With that in mind, if we assert boundaries in this kind of relationship, if we ask for honesty or reciprocity, if we stand up for ourselves when something upsets us, the illusion of who we are to them is shattered. We become tarnished, in a sense, and they don’t see us as the person they thought we were. We are not watering that bucket properly.
It’s a defense mechanism. Not that it makes it okay, of course. I struggle with forgiving people and allowing problematic behavior to continue because I understand where it’s coming from. I’m learning how to understand and remain firm that some behaviors can’t be tolerated. Devaluation is an attempt to shield themselves from vulnerability. Not having that supply is a threat.
You might notice that they might be more critical of you. Condescending. They might become passive aggressive, stonewall (refusing to communicate, walking away in the middle of a conversation, or giving you the silent treatment), or withdraw affection. They might make a Facebook post about you and a disagreement y’all had ten years ago, equating it to their childhood abuse (a little foreshadowing happening here).

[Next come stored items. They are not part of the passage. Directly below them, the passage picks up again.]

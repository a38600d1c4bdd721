use std::io;
use std::sync::Arc;

use thiserror::Error;

/// The error envelope for every fallible operation in this crate.
///
/// Diagnosing a misbehaving queue usually requires the exact wire context,
/// so every error keeps the connection name, the command bytes that were
/// sent, and the raw reply line alongside the typed [`ErrorKind`]. For a
/// failure of an implicitly issued `use` command, `cmd` is the `use`
/// command rather than the caller's own command.
///
/// Name-validation failures happen before any I/O; their `cmd` and `reply`
/// are empty.
#[derive(Debug, Error)]
#[error("{conn}: {cmd:?} -> {reply:?}: {kind}")]
pub struct Error {
    /// Name of the connection, usually the remote address.
    pub conn: String,

    /// The command bytes sent on the wire, lossily decoded for display.
    pub cmd: String,

    /// The raw reply line as read from the server, terminator included.
    /// On a mid-reply EOF this holds the partial bytes that were read.
    pub reply: String,

    /// What went wrong.
    #[source]
    pub kind: ErrorKind,
}

impl Error {
    pub(crate) fn new(conn: &str, cmd: &[u8], reply: &str, kind: ErrorKind) -> Error {
        Error {
            conn: conn.to_string(),
            cmd: String::from_utf8_lossy(cmd).into_owned(),
            reply: reply.to_string(),
            kind,
        }
    }

    /// An error with no wire context, e.g. from name validation.
    pub(crate) fn bare(conn: &str, kind: ErrorKind) -> Error {
        Error::new(conn, b"", "", kind)
    }
}

/// The closed set of failures a caller can observe.
///
/// The first twelve variants are reported by the server as reply keywords.
/// `BadReply` covers replies the server should never send: an unexpected
/// keyword, a wrong argument count, or a malformed integer or body length.
#[derive(Debug, Clone, Error)]
#[non_exhaustive]
pub enum ErrorKind {
    /// The server ran out of memory trying to grow its data structures.
    #[error("server out of memory")]
    OutOfMemory,

    /// The server detected an internal error, i.e. a server bug.
    #[error("server internal error")]
    InternalError,

    /// The server is in drain mode and refuses new jobs.
    #[error("server draining")]
    Draining,

    /// The server could not parse the command it was sent.
    #[error("bad command format")]
    BadFormat,

    /// The server did not recognize the command.
    #[error("unknown command")]
    UnknownCommand,

    /// The server buried the job instead of completing the operation.
    #[error("job buried")]
    Buried,

    /// The job body was not followed by CR LF.
    #[error("server expected CR LF")]
    ExpectedCrLf,

    /// The job body exceeds the server's max-job-size.
    #[error("job too big")]
    JobTooBig,

    /// A reserved job's time-to-run is about to expire.
    #[error("job deadline soon")]
    DeadlineSoon,

    /// The reserve timeout elapsed with no job available.
    #[error("reserve timed out")]
    TimedOut,

    /// No job or tube matched the request.
    #[error("job or tube not found")]
    NotFound,

    /// The watch list would become empty, so the tube was not ignored.
    #[error("tube not ignored")]
    NotIgnored,

    /// The server sent a reply this client cannot make sense of.
    #[error("bad reply from server")]
    BadReply,

    /// A tube name contains a byte outside `[A-Za-z0-9+/;.$_()-]`, starts
    /// with `-`, or is empty.
    #[error("illegal character in tube name")]
    IllegalChar,

    /// A tube name is longer than 200 bytes.
    #[error("tube name too long")]
    NameTooLong,

    /// The connection pipeline has shut down; no further commands can be
    /// sent.
    #[error("connection closed")]
    ConnectionClosed,

    /// An I/O failure on the socket. The same failure is delivered to every
    /// caller that was waiting on the connection when it died, hence the
    /// shared handle.
    #[error("i/o: {0}")]
    Io(Arc<io::Error>),
}

impl From<io::Error> for ErrorKind {
    fn from(e: io::Error) -> ErrorKind {
        ErrorKind::Io(Arc::new(e))
    }
}
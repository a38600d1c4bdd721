//! The receiver task: reads reply lines and bodies off the socket and
//! resolves them against the in-flight queue in order.

use std::io;
use std::sync::Arc;

use tokio::io::{AsyncBufRead, AsyncBufReadExt, AsyncReadExt};
use tokio::sync::mpsc;

use crate::error::ErrorKind;
use crate::proto::reply::Reply;
use crate::proto::Request;

pub(crate) async fn run<R>(mut rd: R, mut inflight: mpsc::UnboundedReceiver<Request>)
where
    R: AsyncBufRead + Unpin + Send,
{
    loop {
        match read_wire(&mut rd).await {
            Ok(Some(wire)) => {
                let req = match inflight.recv().await {
                    Some(req) => req,
                    None => return,
                };
                let Request { cmd, promise, .. } = req;
                let _ = promise.send(Reply {
                    cmd,
                    line: wire.line,
                    body: wire.body,
                    word: wire.word,
                    args: wire.args,
                    err: None,
                });
            }
            Ok(None) => {
                let err = io::Error::new(io::ErrorKind::UnexpectedEof, "server closed the connection");
                teardown(inflight, String::new(), Arc::new(err)).await;
                return;
            }
            Err(fail) => {
                teardown(inflight, fail.partial, Arc::new(fail.err)).await;
                return;
            }
        }
    }
}

/// Deliver a transport error to every caller still waiting on this
/// connection. The caller whose reply was being read gets the partial
/// line; the rest were never answered at all. Closing the queue makes the
/// batcher's next hand-off fail, which shuts the whole pipeline down.
async fn teardown(
    mut inflight: mpsc::UnboundedReceiver<Request>,
    partial: String,
    err: Arc<io::Error>,
) {
    inflight.close();
    tracing::debug!(error = %err, "read failed, tearing down connection");
    let mut line = Some(partial);
    while let Some(req) = inflight.recv().await {
        let Request { cmd, promise, .. } = req;
        let _ = promise.send(Reply {
            cmd,
            line: line.take().unwrap_or_default(),
            body: Vec::new(),
            word: String::new(),
            args: Vec::new(),
            err: Some(ErrorKind::Io(Arc::clone(&err))),
        });
    }
}

#[derive(Debug)]
struct Wire {
    line: String,
    word: String,
    args: Vec<String>,
    body: Vec<u8>,
}

#[derive(Debug)]
struct ReadFail {
    partial: String,
    err: io::Error,
}

/// Read one complete reply: a line terminated by `\n` (a preceding `\r` is
/// tolerated and stripped with the rest of the surrounding whitespace
/// during tokenization), plus a body when the keyword calls for one.
///
/// `Ok(None)` is a clean EOF at a reply boundary. EOF in the middle of a
/// line or body is a failure carrying the partial line.
async fn read_wire<R: AsyncBufRead + Unpin>(rd: &mut R) -> Result<Option<Wire>, ReadFail> {
    let mut raw = Vec::new();
    match rd.read_until(b'\n', &mut raw).await {
        Ok(0) => return Ok(None),
        Ok(_) if raw.last() != Some(&b'\n') => {
            return Err(ReadFail {
                partial: String::from_utf8_lossy(&raw).into_owned(),
                err: io::Error::new(io::ErrorKind::UnexpectedEof, "eof mid reply line"),
            })
        }
        Ok(_) => {}
        Err(err) => {
            return Err(ReadFail {
                partial: String::from_utf8_lossy(&raw).into_owned(),
                err,
            })
        }
    }
    let line = String::from_utf8_lossy(&raw).into_owned();

    let mut words = line.split_whitespace();
    let word = words.next().unwrap_or("").to_string();
    let args: Vec<String> = words.map(str::to_string).collect();

    let mut body = Vec::new();
    let n = body_len(&word, &args);
    if n > 0 {
        body.resize(n, 0);
        if let Err(err) = rd.read_exact(&mut body).await {
            return Err(ReadFail { partial: line, err });
        }
        // The body's trailing CRLF is not part of the declared length.
        let mut crlf = [0u8; 2];
        if let Err(err) = rd.read_exact(&mut crlf).await {
            return Err(ReadFail { partial: line, err });
        }
    }

    Ok(Some(Wire {
        line,
        word,
        args,
        body,
    }))
}

/// How many body bytes follow the reply line. A malformed length is left
/// for the decoder to reject; no body is read for it.
fn body_len(word: &str, args: &[String]) -> usize {
    match word {
        "FOUND" | "RESERVED" if args.len() == 2 => args[1].parse().unwrap_or(0),
        "OK" if args.len() == 1 => args[0].parse().unwrap_or(0),
        _ => 0,
    }
}
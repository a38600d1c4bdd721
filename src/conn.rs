use std::collections::HashMap;
use std::sync::Arc;

use tokio::io::{AsyncRead, AsyncWrite};
use tokio::net::TcpStream;

use crate::error::{Error, ErrorKind};
use crate::job::Job;
use crate::proto::{self, Affinity, Reply};
use crate::tube::{check_name, Tube, TubeSet};
use crate::Micros;

/// A connection to a beanstalkd server.
///
/// A `Conn` is a cheap handle onto a per-connection pipeline; clone it
/// freely and issue commands from as many tasks as you like. Commands from
/// concurrent callers are batched onto the socket together, and commands
/// that depend on the connection's used tube or watch list have the
/// necessary `use`/`watch`/`ignore` traffic inserted (or elided) for them.
///
/// Methods on `Conn` itself are the commands that operate outside any
/// tube. Producing into a tube goes through [`Conn::tube`], consuming
/// through [`Conn::tube_set`].
///
/// Dropping every handle onto a connection (including its [`Tube`]s,
/// [`TubeSet`]s, and [`Job`]s) shuts the pipeline down and closes the
/// socket.
#[derive(Debug, Clone)]
pub struct Conn {
    name: Arc<str>,
    submit: proto::Submit,
}

impl Conn {
    /// Connect to the beanstalkd server at `addr` (`host:port`).
    ///
    /// The new connection produces into the `default` tube and watches
    /// only `default`, per the protocol.
    pub async fn dial(addr: &str) -> Result<Conn, Error> {
        let stream = TcpStream::connect(addr)
            .await
            .map_err(|e| Error::bare(addr, ErrorKind::from(e)))?;
        Ok(Conn::with_stream(addr, stream))
    }

    /// Run a connection over an already-established stream.
    ///
    /// `name` is used in error envelopes; it is usually the remote
    /// address. This is how tests drive the client against an in-memory
    /// stream, and how a non-TCP transport would be plugged in.
    ///
    /// Must be called from within a tokio runtime: the connection's
    /// pipeline tasks are spawned here.
    pub fn with_stream<S>(name: &str, stream: S) -> Conn
    where
        S: AsyncRead + AsyncWrite + Send + Unpin + 'static,
    {
        Conn {
            name: Arc::from(name),
            submit: proto::spawn(stream),
        }
    }

    pub(crate) fn name(&self) -> &str {
        &self.name
    }

    pub(crate) async fn run(&self, cmd: Vec<u8>, affinity: Affinity) -> Reply {
        proto::submit(&self.submit, cmd, affinity).await
    }

    /// A handle onto the named tube. Validates the name; no I/O happens.
    pub fn tube(&self, name: impl Into<String>) -> Result<Tube, Error> {
        let name = name.into();
        check_name(&name).map_err(|kind| Error::bare(&self.name, kind))?;
        Ok(Tube::new_unchecked(self.clone(), name))
    }

    /// A handle onto a set of tubes to consume from. Validates every name
    /// and drops duplicates (first occurrence wins); no I/O happens.
    ///
    /// The reserve timeout defaults to [`Micros::INFINITY`]; see
    /// [`TubeSet::with_timeout`].
    pub fn tube_set<I, S>(&self, names: I) -> Result<TubeSet, Error>
    where
        I: IntoIterator<Item = S>,
        S: Into<String>,
    {
        let mut set = Vec::new();
        for name in names {
            let name = name.into();
            check_name(&name).map_err(|kind| Error::bare(&self.name, kind))?;
            if !set.contains(&name) {
                set.push(name);
            }
        }
        Ok(TubeSet::new_unchecked(self.clone(), set))
    }

    /// Get a copy of the job with the given id.
    pub async fn peek(&self, id: u64) -> Result<Job, Error> {
        let cmd = format!("peek {id}\r\n").into_bytes();
        self.run(cmd, Affinity::None).await.check_job(self, "FOUND")
    }

    /// Server-wide statistics.
    pub async fn stats(&self) -> Result<HashMap<String, String>, Error> {
        self.run(b"stats\r\n".to_vec(), Affinity::None)
            .await
            .check_dict(&self.name)
    }

    /// The names of all tubes that currently exist on the server.
    pub async fn list_tubes(&self) -> Result<Vec<String>, Error> {
        self.run(b"list-tubes\r\n".to_vec(), Affinity::None)
            .await
            .check_list(&self.name)
    }

    /// The tube this connection is currently producing into, as the server
    /// sees it.
    pub async fn list_tube_used(&self) -> Result<String, Error> {
        self.run(b"list-tube-used\r\n".to_vec(), Affinity::None)
            .await
            .check_arg(&self.name, "USING")
    }

    /// The tubes this connection is currently watching, as the server sees
    /// them.
    pub async fn list_tubes_watched(&self) -> Result<Vec<String>, Error> {
        self.run(b"list-tubes-watched\r\n".to_vec(), Affinity::None)
            .await
            .check_list(&self.name)
    }

    /// Kick the job with the given id out of the buried or delayed state
    /// into the ready queue.
    pub async fn kick_job(&self, id: u64) -> Result<(), Error> {
        let cmd = format!("kick-job {id}\r\n").into_bytes();
        self.run(cmd, Affinity::None).await.check_word(&self.name, "KICKED")
    }

    /// Put a job into the `default` tube. Shorthand for going through
    /// [`Conn::tube`].
    pub async fn put(
        &self,
        body: &[u8],
        pri: u32,
        delay: Micros,
        ttr: Micros,
    ) -> Result<u64, Error> {
        self.default_tube().put(body, pri, delay, ttr).await
    }

    /// Reserve a job from the `default` tube. Shorthand for going through
    /// [`Conn::tube_set`].
    pub async fn reserve(&self) -> Result<Job, Error> {
        TubeSet::new_unchecked(self.clone(), vec![String::from("default")])
            .reserve()
            .await
    }

    fn default_tube(&self) -> Tube {
        Tube::new_unchecked(self.clone(), String::from("default"))
    }
}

It’s as if the rug has been pulled out from under you. It’s such an abrupt shift from the person who was supposedly your best friend or soulmate. Weren’t y’all in love? So very deeply close? You feel confused and broken hearted. You’re left crying, in bed, scrolling through all of your recent conversations, trying to find exactly where you did wrong so you can make it make sense.
And we rooo
ooo
ooll down the hill to Discard. It’s exactly what it sounds like. Maybe you find out they’ve got new supply. Maybe they ghost you. Maybe they do something so horrible that they force your hand into ending things. The warm person from the beginning is now cold and emotionally distant.

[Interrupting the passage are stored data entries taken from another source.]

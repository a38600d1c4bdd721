use std::collections::HashMap;

use crate::conn::Conn;
use crate::error::{Error, ErrorKind};
use crate::job::Job;
use crate::proto::Affinity;
use crate::Micros;

const NAME_MAX: usize = 200;

/// Validate a tube name: 1–200 bytes from `[A-Za-z0-9+/;.$_()-]`, not
/// starting with `-`.
pub(crate) fn check_name(name: &str) -> Result<(), ErrorKind> {
    if name.len() > NAME_MAX {
        return Err(ErrorKind::NameTooLong);
    }
    if name.is_empty() || name.starts_with('-') {
        return Err(ErrorKind::IllegalChar);
    }
    if !name.bytes().all(legal_name_byte) {
        return Err(ErrorKind::IllegalChar);
    }
    Ok(())
}

fn legal_name_byte(b: u8) -> bool {
    b.is_ascii_alphanumeric()
        || matches!(b, b'-' | b'+' | b'/' | b';' | b'.' | b'$' | b'_' | b'(' | b')')
}

/// A single named tube on one connection; the producer side of the API.
///
/// Commands that act on the connection's *used* tube (`put`, `kick`, and
/// the tube peeks) switch the used tube on demand: the first such command
/// costs an extra `use` round trip folded into the same batch, and
/// subsequent ones on the same tube cost nothing. Commands that name the
/// tube inline (`pause`, `stats`) never switch it.
///
/// Obtained from [`Conn::tube`].
#[derive(Debug, Clone)]
pub struct Tube {
    conn: Conn,
    name: String,
}

impl Tube {
    pub(crate) fn new_unchecked(conn: Conn, name: String) -> Tube {
        Tube { conn, name }
    }

    /// The tube's name.
    pub fn name(&self) -> &str {
        &self.name
    }

    /// Put a job with the given body into this tube and return its id.
    ///
    /// `pri` orders ready jobs (lower runs sooner), `delay` keeps the job
    /// invisible after insertion, and `ttr` is how long a consumer may
    /// hold the job once reserved. `delay` and `ttr` are sent with
    /// one-second granularity.
    pub async fn put(
        &self,
        body: &[u8],
        pri: u32,
        delay: Micros,
        ttr: Micros,
    ) -> Result<u64, Error> {
        let mut cmd = format!(
            "put {} {} {} {}\r\n",
            pri,
            delay.as_secs(),
            ttr.as_secs(),
            body.len()
        )
        .into_bytes();
        cmd.extend_from_slice(body);
        cmd.extend_from_slice(b"\r\n");
        self.conn
            .run(cmd, Affinity::Use(self.name.clone()))
            .await
            .check_int(self.conn.name(), "INSERTED")
    }

    /// Get a copy of the next ready job in this tube, if any.
    pub async fn peek_ready(&self) -> Result<Job, Error> {
        self.peek_state("ready").await
    }

    /// Get a copy of the next delayed job in this tube, if any.
    pub async fn peek_delayed(&self) -> Result<Job, Error> {
        self.peek_state("delayed").await
    }

    /// Get a copy of a buried job in this tube, if any.
    pub async fn peek_buried(&self) -> Result<Job, Error> {
        self.peek_state("buried").await
    }

    async fn peek_state(&self, state: &str) -> Result<Job, Error> {
        let cmd = format!("peek-{state}\r\n").into_bytes();
        self.conn
            .run(cmd, Affinity::Use(self.name.clone()))
            .await
            .check_job(&self.conn, "FOUND")
    }

    /// Kick up to `bound` buried (or, if none are buried, delayed) jobs in
    /// this tube into the ready queue; returns how many were kicked.
    pub async fn kick(&self, bound: u64) -> Result<u64, Error> {
        let cmd = format!("kick {bound}\r\n").into_bytes();
        self.conn
            .run(cmd, Affinity::Use(self.name.clone()))
            .await
            .check_int(self.conn.name(), "KICKED")
    }

    /// Prevent jobs from being reserved from this tube for the given time.
    /// The server applies one-second granularity.
    pub async fn pause(&self, delay: Micros) -> Result<(), Error> {
        // Carries the tube name inline; the used tube is not involved.
        let cmd = format!("pause-tube {} {}\r\n", self.name, delay.as_secs()).into_bytes();
        self.conn
            .run(cmd, Affinity::None)
            .await
            .check_word(self.conn.name(), "PAUSED")
    }

    /// Statistics about this tube.
    pub async fn stats(&self) -> Result<HashMap<String, String>, Error> {
        let cmd = format!("stats-tube {}\r\n", self.name).into_bytes();
        self.conn
            .run(cmd, Affinity::None)
            .await
            .check_dict(self.conn.name())
    }
}

/// A set of tubes to consume from on one connection.
///
/// [`TubeSet::reserve`] draws a job from any tube in the set. The
/// connection's watch list is reconciled lazily: the `watch` and `ignore`
/// commands needed to make the server's list match this set are batched in
/// front of the reserve itself, and reserving repeatedly from the same set
/// sends no extra traffic at all.
///
/// Obtained from [`Conn::tube_set`].
#[derive(Debug, Clone)]
pub struct TubeSet {
    conn: Conn,
    names: Vec<String>,
    timeout: Micros,
}

impl TubeSet {
    pub(crate) fn new_unchecked(conn: Conn, names: Vec<String>) -> TubeSet {
        TubeSet {
            conn,
            names,
            timeout: Micros::INFINITY,
        }
    }

    /// The tubes in this set, in the order given at construction.
    pub fn names(&self) -> &[String] {
        &self.names
    }

    /// Use the given reserve timeout instead of the default
    /// [`Micros::INFINITY`]. The timeout is enforced by the server, with
    /// one-second granularity.
    pub fn with_timeout(mut self, timeout: Micros) -> TubeSet {
        self.timeout = timeout;
        self
    }

    /// Reserve a job from any one of the tubes in this set.
    ///
    /// Waits until a job is ready or the timeout elapses; on timeout the
    /// error is [`ErrorKind::TimedOut`].
    ///
    /// [`ErrorKind::TimedOut`]: crate::ErrorKind::TimedOut
    pub async fn reserve(&self) -> Result<Job, Error> {
        let cmd = format!("reserve-with-timeout {}\r\n", self.timeout.as_secs()).into_bytes();
        self.conn
            .run(cmd, Affinity::Watch(self.names.clone()))
            .await
            .check_job(&self.conn, "RESERVED")
    }
}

So, you’re sitting at the bottom of the hill. Probably in some mud or the mess from one of those manure trucks like they had in Aladdin. It sucks. You’re sad. You look back up the hill and like a beautiful white knight, your person peeks out over the edge and sees you.
Hoovering. “What in the gosh darn heck are you doing down there?” they ask. It’s funny, you were wondering the same thing. This isn’t y’all. This isn’t the relationship you were so secure in just weeks, months, however long ago. They kneel down next to you, wipe the brown sludge from your face, and they apologize. Things will be different this time. Look, they brought you a wagon and they’ll pull you back up, where you belong. With them. Thankful that everything makes sense again, you climb back into the wagon, heart flying.
It may look like them messaging that they miss you out of the blue. It might be them reaching out during important dates because they know you’re more likely to answer their call. Promising that they love you. Sending you Christmas gifts that they know your kids will love to warm your heart. At this point, they usually know you well enough to know how to stick a foot into the closing door so they can push their way back in. Except, more often than not, we open the door the rest of the way for them. And if they succeed in that, the cycle repeats with our good friend, Love Bombing.